**EXERCISE DIRECTIONS:** Look below and pull out each line with the word "back".

Records drawn from a dataset:
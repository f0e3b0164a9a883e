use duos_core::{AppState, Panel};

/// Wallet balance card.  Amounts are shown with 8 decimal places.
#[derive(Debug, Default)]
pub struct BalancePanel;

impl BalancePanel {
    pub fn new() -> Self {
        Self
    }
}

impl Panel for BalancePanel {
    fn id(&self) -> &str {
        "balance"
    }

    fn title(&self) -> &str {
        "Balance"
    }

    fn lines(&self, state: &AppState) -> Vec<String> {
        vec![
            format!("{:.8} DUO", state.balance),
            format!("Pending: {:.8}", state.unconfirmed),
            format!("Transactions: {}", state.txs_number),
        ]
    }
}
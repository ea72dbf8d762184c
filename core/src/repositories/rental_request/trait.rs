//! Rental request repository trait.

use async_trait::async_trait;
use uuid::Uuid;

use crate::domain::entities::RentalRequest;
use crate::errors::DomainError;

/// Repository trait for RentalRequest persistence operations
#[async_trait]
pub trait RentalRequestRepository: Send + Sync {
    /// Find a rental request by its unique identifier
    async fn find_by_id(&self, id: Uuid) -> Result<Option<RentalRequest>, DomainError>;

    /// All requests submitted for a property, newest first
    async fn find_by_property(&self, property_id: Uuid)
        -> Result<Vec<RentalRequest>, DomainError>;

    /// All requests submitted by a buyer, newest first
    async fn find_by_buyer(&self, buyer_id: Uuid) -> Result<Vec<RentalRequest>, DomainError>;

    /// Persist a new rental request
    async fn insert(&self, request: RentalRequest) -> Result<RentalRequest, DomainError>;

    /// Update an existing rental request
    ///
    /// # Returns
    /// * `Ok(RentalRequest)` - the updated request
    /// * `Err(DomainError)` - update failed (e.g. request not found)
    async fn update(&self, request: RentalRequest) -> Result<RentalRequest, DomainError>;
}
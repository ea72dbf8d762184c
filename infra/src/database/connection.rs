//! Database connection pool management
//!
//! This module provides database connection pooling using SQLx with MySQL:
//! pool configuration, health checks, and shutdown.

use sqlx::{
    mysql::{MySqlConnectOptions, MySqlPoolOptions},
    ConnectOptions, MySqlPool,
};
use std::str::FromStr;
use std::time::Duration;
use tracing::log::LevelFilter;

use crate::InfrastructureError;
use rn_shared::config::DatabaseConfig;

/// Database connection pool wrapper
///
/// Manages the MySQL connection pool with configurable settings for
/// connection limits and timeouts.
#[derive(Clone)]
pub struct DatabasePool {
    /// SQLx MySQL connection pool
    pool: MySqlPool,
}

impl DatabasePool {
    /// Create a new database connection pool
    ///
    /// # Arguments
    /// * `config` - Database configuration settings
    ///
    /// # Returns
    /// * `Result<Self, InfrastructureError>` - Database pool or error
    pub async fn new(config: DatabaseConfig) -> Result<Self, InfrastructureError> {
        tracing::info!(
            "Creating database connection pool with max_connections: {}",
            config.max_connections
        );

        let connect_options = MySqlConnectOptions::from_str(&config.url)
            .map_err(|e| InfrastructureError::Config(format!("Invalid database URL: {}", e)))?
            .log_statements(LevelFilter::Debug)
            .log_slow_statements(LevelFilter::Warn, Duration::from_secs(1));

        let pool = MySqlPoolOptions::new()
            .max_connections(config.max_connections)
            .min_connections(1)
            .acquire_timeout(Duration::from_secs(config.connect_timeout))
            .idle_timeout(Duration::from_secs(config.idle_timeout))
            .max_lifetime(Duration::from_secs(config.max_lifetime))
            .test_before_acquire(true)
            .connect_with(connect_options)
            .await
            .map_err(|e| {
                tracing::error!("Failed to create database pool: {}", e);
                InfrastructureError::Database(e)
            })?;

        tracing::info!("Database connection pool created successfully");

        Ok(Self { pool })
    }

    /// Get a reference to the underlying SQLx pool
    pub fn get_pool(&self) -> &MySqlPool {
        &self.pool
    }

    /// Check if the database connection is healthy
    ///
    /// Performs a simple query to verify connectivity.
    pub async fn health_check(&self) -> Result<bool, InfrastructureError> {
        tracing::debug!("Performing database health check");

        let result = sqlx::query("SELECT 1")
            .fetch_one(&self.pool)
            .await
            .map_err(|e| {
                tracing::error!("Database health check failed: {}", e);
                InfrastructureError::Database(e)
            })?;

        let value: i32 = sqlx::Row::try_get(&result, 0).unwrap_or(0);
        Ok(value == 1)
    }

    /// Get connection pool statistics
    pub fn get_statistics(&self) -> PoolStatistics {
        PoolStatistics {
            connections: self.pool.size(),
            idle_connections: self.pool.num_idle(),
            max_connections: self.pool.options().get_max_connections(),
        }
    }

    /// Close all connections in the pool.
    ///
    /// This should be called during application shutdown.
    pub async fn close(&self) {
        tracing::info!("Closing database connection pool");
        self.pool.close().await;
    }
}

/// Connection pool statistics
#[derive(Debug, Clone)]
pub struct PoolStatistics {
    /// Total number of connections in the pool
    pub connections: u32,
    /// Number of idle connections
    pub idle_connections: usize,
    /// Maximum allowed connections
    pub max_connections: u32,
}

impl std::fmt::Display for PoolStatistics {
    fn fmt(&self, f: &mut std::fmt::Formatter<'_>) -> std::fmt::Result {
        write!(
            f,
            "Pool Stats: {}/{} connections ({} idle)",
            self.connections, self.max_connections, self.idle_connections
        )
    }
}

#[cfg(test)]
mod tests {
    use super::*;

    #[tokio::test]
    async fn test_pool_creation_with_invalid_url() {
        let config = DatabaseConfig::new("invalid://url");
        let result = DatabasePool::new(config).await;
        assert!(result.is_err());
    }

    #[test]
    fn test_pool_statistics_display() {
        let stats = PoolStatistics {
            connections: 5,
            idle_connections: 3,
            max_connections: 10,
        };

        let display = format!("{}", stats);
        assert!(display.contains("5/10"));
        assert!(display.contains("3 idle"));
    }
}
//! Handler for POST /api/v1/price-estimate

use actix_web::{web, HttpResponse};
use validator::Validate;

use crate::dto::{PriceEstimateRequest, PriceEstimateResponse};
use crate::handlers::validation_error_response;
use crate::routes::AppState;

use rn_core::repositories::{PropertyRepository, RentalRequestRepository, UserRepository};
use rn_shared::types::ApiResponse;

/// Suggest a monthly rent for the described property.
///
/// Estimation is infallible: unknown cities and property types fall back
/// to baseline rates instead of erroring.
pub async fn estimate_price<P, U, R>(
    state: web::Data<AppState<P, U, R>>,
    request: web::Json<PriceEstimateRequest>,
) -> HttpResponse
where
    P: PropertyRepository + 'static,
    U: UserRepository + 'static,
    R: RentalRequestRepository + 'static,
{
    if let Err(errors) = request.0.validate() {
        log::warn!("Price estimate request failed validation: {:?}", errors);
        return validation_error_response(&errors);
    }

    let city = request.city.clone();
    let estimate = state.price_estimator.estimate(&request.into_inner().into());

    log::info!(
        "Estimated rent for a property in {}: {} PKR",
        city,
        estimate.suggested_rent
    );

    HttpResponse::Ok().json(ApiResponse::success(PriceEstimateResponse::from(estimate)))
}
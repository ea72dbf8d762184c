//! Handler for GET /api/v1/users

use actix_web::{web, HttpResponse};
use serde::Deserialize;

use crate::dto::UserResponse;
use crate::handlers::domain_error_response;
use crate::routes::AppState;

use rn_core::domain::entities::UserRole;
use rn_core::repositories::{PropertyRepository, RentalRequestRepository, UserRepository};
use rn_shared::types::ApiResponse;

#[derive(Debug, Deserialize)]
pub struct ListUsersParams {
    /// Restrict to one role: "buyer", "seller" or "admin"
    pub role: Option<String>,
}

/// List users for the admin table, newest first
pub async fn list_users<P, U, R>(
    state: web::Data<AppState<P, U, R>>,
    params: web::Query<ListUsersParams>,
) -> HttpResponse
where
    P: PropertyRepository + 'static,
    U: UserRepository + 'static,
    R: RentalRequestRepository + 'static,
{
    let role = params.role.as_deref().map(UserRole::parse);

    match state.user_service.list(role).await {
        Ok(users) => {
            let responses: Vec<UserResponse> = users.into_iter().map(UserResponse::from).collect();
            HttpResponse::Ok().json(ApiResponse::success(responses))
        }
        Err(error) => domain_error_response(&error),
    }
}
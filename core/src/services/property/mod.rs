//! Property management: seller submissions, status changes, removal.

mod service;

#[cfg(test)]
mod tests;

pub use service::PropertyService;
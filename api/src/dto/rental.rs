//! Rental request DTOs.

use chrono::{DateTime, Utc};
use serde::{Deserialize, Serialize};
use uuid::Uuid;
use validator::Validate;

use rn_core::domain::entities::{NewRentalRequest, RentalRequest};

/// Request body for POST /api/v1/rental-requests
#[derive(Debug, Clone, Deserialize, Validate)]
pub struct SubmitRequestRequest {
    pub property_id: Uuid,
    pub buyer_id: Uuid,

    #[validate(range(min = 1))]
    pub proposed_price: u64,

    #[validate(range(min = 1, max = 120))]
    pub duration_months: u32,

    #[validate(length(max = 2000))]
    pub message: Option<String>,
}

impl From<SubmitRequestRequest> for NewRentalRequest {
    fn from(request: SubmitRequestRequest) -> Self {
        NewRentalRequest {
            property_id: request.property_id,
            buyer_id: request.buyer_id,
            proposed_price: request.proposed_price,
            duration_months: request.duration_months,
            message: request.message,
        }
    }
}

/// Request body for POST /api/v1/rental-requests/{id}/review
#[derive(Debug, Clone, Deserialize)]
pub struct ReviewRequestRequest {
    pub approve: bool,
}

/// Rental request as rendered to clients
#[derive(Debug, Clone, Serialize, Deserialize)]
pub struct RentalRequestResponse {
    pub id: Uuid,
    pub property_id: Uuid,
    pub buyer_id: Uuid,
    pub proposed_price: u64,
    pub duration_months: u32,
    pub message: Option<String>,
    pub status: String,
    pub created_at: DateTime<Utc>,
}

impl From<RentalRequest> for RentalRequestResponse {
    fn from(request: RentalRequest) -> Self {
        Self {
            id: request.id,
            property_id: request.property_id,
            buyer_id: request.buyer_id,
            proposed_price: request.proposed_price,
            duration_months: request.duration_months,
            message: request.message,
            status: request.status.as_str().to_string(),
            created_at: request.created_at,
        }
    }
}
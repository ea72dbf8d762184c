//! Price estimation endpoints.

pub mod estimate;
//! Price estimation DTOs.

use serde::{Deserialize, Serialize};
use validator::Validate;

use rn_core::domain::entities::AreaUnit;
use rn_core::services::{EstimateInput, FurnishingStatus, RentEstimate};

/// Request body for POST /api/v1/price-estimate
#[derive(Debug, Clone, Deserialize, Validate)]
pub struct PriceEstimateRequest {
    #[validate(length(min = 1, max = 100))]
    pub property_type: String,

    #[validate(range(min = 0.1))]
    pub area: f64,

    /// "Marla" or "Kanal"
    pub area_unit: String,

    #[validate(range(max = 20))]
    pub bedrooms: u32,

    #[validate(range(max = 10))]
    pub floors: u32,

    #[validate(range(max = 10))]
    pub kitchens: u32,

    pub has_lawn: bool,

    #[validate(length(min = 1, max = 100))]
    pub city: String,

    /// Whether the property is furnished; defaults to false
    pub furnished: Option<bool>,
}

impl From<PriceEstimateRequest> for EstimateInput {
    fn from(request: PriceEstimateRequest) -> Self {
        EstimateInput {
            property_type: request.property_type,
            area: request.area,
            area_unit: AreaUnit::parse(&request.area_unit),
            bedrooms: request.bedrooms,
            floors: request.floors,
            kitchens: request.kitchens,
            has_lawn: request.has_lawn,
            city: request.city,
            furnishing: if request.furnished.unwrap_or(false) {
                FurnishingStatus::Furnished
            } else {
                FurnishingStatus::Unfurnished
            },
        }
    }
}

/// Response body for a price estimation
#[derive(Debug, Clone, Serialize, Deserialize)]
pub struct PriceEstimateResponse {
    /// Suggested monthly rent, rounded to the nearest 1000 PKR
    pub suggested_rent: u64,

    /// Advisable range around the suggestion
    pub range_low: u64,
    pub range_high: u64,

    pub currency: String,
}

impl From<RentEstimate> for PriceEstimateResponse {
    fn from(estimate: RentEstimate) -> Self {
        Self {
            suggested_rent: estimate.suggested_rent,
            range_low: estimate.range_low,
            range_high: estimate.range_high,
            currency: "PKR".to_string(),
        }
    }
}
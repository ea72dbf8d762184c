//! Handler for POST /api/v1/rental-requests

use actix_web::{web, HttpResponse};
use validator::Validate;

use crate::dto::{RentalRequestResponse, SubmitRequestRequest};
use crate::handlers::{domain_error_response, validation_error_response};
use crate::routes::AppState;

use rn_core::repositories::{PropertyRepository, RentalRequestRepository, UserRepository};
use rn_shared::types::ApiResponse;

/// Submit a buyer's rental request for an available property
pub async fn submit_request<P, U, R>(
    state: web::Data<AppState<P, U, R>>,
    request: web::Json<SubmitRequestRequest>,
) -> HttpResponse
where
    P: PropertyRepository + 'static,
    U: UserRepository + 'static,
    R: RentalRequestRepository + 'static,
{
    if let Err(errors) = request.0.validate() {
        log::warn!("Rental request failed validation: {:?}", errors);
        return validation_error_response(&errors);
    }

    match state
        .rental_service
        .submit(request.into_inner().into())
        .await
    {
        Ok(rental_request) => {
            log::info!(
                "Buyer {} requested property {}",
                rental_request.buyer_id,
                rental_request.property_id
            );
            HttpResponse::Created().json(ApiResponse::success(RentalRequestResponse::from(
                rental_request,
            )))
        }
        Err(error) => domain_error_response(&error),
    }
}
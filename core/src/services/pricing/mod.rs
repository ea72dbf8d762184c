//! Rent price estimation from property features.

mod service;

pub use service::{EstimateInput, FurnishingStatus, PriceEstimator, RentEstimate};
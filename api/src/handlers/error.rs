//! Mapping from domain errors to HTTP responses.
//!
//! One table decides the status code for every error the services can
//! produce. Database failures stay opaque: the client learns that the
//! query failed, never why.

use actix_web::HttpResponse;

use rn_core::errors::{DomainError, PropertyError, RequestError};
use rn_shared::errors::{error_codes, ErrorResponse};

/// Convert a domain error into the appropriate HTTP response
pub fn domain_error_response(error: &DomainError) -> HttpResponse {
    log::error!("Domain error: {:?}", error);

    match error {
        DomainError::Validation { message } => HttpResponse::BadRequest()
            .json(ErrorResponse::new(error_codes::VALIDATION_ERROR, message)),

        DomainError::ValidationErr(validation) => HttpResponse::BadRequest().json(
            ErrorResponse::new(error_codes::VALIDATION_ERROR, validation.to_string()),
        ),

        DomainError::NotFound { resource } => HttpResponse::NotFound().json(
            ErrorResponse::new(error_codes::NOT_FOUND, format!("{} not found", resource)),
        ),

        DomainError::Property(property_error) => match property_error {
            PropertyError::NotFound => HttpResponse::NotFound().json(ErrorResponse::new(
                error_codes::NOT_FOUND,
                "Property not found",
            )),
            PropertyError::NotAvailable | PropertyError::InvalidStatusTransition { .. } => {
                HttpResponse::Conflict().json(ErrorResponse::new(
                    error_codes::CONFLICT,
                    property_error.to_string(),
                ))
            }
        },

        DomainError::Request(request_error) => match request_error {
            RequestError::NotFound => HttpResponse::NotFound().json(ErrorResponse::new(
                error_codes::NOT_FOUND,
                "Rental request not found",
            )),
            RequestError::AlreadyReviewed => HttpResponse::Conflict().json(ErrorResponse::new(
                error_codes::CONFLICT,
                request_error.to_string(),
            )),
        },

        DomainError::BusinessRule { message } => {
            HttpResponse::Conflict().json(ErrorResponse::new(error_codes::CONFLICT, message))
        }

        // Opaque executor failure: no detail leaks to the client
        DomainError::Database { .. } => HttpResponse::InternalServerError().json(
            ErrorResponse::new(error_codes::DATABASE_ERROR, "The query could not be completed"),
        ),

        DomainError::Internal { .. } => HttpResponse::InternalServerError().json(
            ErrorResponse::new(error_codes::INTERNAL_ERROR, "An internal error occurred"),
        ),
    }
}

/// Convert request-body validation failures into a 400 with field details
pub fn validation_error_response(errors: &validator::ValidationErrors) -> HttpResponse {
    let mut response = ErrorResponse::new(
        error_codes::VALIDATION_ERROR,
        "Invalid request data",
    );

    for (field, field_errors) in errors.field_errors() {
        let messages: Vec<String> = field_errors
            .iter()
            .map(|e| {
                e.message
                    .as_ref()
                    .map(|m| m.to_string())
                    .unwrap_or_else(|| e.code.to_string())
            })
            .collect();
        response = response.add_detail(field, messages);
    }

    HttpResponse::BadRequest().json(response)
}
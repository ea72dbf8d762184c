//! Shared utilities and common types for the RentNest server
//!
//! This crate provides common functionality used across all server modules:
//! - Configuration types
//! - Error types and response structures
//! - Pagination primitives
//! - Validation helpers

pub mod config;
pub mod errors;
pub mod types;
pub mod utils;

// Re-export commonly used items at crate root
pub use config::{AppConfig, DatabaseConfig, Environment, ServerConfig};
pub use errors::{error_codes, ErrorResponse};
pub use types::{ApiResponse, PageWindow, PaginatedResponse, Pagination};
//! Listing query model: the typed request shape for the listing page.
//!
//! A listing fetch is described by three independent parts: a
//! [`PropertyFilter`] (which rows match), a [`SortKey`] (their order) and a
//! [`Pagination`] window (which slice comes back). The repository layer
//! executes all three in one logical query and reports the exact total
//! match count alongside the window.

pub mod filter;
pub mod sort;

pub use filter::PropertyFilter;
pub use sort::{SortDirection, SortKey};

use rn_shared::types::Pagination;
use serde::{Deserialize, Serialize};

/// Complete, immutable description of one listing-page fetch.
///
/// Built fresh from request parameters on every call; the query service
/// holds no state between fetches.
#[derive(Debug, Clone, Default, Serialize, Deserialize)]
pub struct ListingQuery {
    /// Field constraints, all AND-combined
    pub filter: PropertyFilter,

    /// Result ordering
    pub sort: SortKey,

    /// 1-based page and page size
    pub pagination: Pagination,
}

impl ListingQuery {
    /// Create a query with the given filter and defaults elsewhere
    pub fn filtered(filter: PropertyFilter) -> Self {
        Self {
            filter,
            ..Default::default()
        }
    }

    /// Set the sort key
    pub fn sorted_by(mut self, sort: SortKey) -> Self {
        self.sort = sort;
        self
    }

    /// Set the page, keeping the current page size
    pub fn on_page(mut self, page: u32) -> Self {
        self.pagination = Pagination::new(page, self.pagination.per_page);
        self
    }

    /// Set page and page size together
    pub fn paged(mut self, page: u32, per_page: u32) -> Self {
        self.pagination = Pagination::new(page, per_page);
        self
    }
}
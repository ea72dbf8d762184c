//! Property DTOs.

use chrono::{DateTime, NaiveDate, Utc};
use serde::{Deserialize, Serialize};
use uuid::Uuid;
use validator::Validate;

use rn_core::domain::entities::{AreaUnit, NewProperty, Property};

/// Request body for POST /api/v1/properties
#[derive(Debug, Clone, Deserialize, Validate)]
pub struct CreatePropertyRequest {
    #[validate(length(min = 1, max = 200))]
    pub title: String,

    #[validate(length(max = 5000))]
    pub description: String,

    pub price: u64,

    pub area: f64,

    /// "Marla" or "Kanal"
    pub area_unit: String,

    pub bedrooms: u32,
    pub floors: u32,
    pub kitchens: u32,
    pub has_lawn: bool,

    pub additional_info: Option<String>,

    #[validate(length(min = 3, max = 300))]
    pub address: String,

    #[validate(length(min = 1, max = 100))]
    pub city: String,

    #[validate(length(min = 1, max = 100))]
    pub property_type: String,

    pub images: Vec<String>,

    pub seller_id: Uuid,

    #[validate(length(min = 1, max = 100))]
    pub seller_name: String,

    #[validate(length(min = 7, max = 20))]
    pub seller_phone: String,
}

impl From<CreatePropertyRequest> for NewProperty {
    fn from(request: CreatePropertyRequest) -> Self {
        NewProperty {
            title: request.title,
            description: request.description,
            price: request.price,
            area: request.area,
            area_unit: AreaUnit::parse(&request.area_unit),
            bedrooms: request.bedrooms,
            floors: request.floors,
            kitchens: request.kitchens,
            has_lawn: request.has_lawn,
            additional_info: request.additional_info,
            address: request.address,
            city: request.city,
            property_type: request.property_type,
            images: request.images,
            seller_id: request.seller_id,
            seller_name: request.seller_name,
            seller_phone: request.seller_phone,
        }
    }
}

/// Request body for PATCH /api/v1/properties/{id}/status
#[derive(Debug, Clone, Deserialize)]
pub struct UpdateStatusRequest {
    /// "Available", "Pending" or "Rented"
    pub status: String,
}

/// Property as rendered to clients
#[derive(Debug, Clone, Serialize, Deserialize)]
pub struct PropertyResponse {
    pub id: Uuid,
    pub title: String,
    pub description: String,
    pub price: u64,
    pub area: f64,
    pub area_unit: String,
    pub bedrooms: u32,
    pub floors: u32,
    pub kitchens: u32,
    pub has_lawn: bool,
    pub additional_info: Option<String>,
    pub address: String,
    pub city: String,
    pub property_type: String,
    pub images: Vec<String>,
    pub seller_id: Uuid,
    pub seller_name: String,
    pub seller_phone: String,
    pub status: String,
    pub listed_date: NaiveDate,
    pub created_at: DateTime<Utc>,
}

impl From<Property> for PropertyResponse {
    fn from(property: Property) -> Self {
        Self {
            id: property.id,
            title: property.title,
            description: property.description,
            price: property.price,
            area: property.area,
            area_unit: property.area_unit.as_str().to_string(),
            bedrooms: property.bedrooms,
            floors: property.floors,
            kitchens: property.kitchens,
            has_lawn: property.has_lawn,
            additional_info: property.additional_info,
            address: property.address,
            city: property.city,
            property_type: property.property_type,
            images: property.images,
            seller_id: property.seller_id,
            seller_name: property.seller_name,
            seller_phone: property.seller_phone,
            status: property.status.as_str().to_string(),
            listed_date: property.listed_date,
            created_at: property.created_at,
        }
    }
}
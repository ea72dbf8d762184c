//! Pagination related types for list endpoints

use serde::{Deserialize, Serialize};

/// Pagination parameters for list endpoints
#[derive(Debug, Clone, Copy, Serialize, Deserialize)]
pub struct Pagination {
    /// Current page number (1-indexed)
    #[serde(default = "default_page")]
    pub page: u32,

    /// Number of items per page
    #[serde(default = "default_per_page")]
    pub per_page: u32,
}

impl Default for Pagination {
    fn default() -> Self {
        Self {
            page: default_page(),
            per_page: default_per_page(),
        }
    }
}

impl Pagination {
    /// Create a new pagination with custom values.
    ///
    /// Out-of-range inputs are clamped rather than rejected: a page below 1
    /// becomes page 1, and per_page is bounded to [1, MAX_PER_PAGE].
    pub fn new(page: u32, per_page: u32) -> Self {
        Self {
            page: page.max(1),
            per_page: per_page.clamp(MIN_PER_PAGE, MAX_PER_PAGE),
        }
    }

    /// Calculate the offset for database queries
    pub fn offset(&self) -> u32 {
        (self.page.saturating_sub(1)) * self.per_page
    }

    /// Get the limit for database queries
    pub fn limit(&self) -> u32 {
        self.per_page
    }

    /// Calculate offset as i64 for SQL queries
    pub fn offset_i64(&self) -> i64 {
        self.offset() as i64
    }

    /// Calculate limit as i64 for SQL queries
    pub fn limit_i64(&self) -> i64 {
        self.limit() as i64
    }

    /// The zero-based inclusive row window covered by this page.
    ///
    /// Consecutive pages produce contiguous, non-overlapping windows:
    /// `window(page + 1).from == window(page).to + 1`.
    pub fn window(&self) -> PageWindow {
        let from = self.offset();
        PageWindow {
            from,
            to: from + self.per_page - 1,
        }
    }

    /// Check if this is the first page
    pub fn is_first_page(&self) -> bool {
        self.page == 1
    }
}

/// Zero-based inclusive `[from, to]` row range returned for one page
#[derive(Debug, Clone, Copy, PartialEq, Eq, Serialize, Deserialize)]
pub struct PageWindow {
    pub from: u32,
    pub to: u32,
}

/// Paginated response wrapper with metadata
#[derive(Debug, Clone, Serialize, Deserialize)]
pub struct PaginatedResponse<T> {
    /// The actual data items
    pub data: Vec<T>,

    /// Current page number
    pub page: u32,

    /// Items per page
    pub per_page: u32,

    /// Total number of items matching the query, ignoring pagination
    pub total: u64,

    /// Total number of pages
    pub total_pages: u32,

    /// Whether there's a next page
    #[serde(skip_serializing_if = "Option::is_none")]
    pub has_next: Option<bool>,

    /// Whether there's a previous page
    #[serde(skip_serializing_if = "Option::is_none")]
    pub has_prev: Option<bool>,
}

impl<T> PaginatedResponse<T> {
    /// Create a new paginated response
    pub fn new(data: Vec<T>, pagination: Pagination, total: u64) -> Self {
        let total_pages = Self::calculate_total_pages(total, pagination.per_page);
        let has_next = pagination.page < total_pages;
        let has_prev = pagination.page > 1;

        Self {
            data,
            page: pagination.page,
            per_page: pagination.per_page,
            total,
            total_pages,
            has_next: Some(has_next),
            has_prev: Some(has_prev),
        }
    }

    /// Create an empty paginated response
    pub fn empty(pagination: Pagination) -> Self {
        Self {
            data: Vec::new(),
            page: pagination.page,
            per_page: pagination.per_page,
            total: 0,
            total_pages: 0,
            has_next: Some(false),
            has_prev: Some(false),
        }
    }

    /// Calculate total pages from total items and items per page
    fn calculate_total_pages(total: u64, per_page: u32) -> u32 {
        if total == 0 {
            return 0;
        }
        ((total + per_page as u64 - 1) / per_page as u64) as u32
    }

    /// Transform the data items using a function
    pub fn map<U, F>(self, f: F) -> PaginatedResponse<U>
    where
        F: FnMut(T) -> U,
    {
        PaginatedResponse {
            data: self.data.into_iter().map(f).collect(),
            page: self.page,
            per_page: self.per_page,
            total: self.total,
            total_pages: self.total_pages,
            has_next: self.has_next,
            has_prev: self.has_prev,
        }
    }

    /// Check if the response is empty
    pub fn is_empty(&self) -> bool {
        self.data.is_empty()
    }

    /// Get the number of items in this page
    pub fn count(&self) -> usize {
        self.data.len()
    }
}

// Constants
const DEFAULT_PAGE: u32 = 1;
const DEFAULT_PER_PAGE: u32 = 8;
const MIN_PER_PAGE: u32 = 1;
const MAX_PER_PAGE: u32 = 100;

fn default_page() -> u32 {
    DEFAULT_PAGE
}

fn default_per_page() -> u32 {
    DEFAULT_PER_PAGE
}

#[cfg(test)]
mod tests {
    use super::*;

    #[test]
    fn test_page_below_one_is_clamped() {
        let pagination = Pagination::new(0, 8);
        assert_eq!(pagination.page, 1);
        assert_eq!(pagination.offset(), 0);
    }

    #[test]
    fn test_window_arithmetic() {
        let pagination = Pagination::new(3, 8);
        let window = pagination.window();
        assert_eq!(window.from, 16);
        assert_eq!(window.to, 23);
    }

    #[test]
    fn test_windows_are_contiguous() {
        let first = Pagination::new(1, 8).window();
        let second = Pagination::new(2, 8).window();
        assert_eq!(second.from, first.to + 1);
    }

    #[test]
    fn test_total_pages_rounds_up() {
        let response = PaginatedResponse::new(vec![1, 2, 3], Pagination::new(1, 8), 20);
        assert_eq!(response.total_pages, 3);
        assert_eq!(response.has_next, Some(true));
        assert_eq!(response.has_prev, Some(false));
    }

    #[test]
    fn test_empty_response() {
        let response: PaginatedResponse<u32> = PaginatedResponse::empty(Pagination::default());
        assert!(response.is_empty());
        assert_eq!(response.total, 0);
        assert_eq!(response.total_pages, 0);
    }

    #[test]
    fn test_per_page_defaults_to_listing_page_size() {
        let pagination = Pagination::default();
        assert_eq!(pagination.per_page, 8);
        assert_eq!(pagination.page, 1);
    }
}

**YOUR SOLUTION:**
/// Estimation is infallible: unknown cities and property types fall back
//! [`Pagination`] window (which slice comes back). The repository layer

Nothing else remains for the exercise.